_Task goal_.
The reply consists of one number only: how many lines in the listing below contain the word "SourcePass".

----------------------------------------

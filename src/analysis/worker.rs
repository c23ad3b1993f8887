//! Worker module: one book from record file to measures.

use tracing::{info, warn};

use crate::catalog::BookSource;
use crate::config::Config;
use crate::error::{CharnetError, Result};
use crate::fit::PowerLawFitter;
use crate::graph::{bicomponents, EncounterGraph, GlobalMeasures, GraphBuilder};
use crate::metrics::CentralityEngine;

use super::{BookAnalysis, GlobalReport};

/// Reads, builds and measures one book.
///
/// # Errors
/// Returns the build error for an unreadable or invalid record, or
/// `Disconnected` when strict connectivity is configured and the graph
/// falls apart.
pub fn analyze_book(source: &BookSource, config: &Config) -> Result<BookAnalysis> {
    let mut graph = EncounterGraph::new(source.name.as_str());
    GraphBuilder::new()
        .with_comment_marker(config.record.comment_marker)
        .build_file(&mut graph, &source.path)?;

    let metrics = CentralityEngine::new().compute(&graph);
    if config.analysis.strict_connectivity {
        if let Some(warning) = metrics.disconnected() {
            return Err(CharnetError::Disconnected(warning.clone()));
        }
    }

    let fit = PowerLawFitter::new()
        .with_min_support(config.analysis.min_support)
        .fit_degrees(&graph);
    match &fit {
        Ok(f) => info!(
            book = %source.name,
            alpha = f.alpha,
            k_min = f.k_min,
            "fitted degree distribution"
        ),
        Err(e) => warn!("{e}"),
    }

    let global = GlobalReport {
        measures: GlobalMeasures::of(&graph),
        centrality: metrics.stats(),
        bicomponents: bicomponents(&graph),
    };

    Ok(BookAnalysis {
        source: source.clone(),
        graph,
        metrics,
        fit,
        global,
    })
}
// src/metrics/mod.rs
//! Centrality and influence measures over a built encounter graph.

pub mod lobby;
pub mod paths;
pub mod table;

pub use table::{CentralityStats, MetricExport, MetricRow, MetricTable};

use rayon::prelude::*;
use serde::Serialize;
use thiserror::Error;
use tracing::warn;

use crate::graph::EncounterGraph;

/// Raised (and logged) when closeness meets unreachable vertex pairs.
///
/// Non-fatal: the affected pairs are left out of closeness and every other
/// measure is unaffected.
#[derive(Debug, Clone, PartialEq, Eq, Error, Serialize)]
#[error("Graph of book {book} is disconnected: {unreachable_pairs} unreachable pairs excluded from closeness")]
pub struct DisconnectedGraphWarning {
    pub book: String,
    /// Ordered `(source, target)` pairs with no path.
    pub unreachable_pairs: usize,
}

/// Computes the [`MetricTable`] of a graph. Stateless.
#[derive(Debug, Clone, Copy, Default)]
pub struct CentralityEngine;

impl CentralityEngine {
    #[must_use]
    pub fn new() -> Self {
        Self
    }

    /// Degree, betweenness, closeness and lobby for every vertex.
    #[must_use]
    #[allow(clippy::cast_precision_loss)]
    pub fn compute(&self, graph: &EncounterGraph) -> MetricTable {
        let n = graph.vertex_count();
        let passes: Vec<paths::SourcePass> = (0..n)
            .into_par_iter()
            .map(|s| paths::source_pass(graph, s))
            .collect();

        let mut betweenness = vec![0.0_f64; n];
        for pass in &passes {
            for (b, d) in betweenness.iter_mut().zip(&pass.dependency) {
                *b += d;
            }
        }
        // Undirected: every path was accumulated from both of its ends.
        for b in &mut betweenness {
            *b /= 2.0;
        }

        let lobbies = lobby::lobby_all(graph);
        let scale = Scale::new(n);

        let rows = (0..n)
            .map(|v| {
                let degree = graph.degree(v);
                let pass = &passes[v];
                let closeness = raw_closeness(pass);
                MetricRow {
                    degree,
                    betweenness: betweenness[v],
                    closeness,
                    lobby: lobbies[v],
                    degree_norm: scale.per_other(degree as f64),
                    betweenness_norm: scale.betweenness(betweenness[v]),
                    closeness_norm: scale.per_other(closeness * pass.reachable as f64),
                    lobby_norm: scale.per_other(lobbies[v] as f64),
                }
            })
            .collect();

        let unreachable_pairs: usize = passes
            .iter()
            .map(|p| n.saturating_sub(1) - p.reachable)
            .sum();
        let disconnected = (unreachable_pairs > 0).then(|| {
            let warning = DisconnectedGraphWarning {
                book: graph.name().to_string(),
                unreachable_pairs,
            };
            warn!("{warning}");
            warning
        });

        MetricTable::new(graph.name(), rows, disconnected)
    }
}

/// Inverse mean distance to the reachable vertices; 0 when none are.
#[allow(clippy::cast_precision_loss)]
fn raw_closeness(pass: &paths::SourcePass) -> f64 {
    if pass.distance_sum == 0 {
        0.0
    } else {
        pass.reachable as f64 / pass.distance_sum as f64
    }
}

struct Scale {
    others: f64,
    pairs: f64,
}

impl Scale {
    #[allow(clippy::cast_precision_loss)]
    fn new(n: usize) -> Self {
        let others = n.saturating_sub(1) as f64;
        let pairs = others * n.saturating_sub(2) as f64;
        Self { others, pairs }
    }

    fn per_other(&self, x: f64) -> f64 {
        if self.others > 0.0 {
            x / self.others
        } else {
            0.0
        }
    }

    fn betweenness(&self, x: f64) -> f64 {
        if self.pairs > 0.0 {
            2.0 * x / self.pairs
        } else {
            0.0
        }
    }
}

----------------------------------------

_Task output_.
2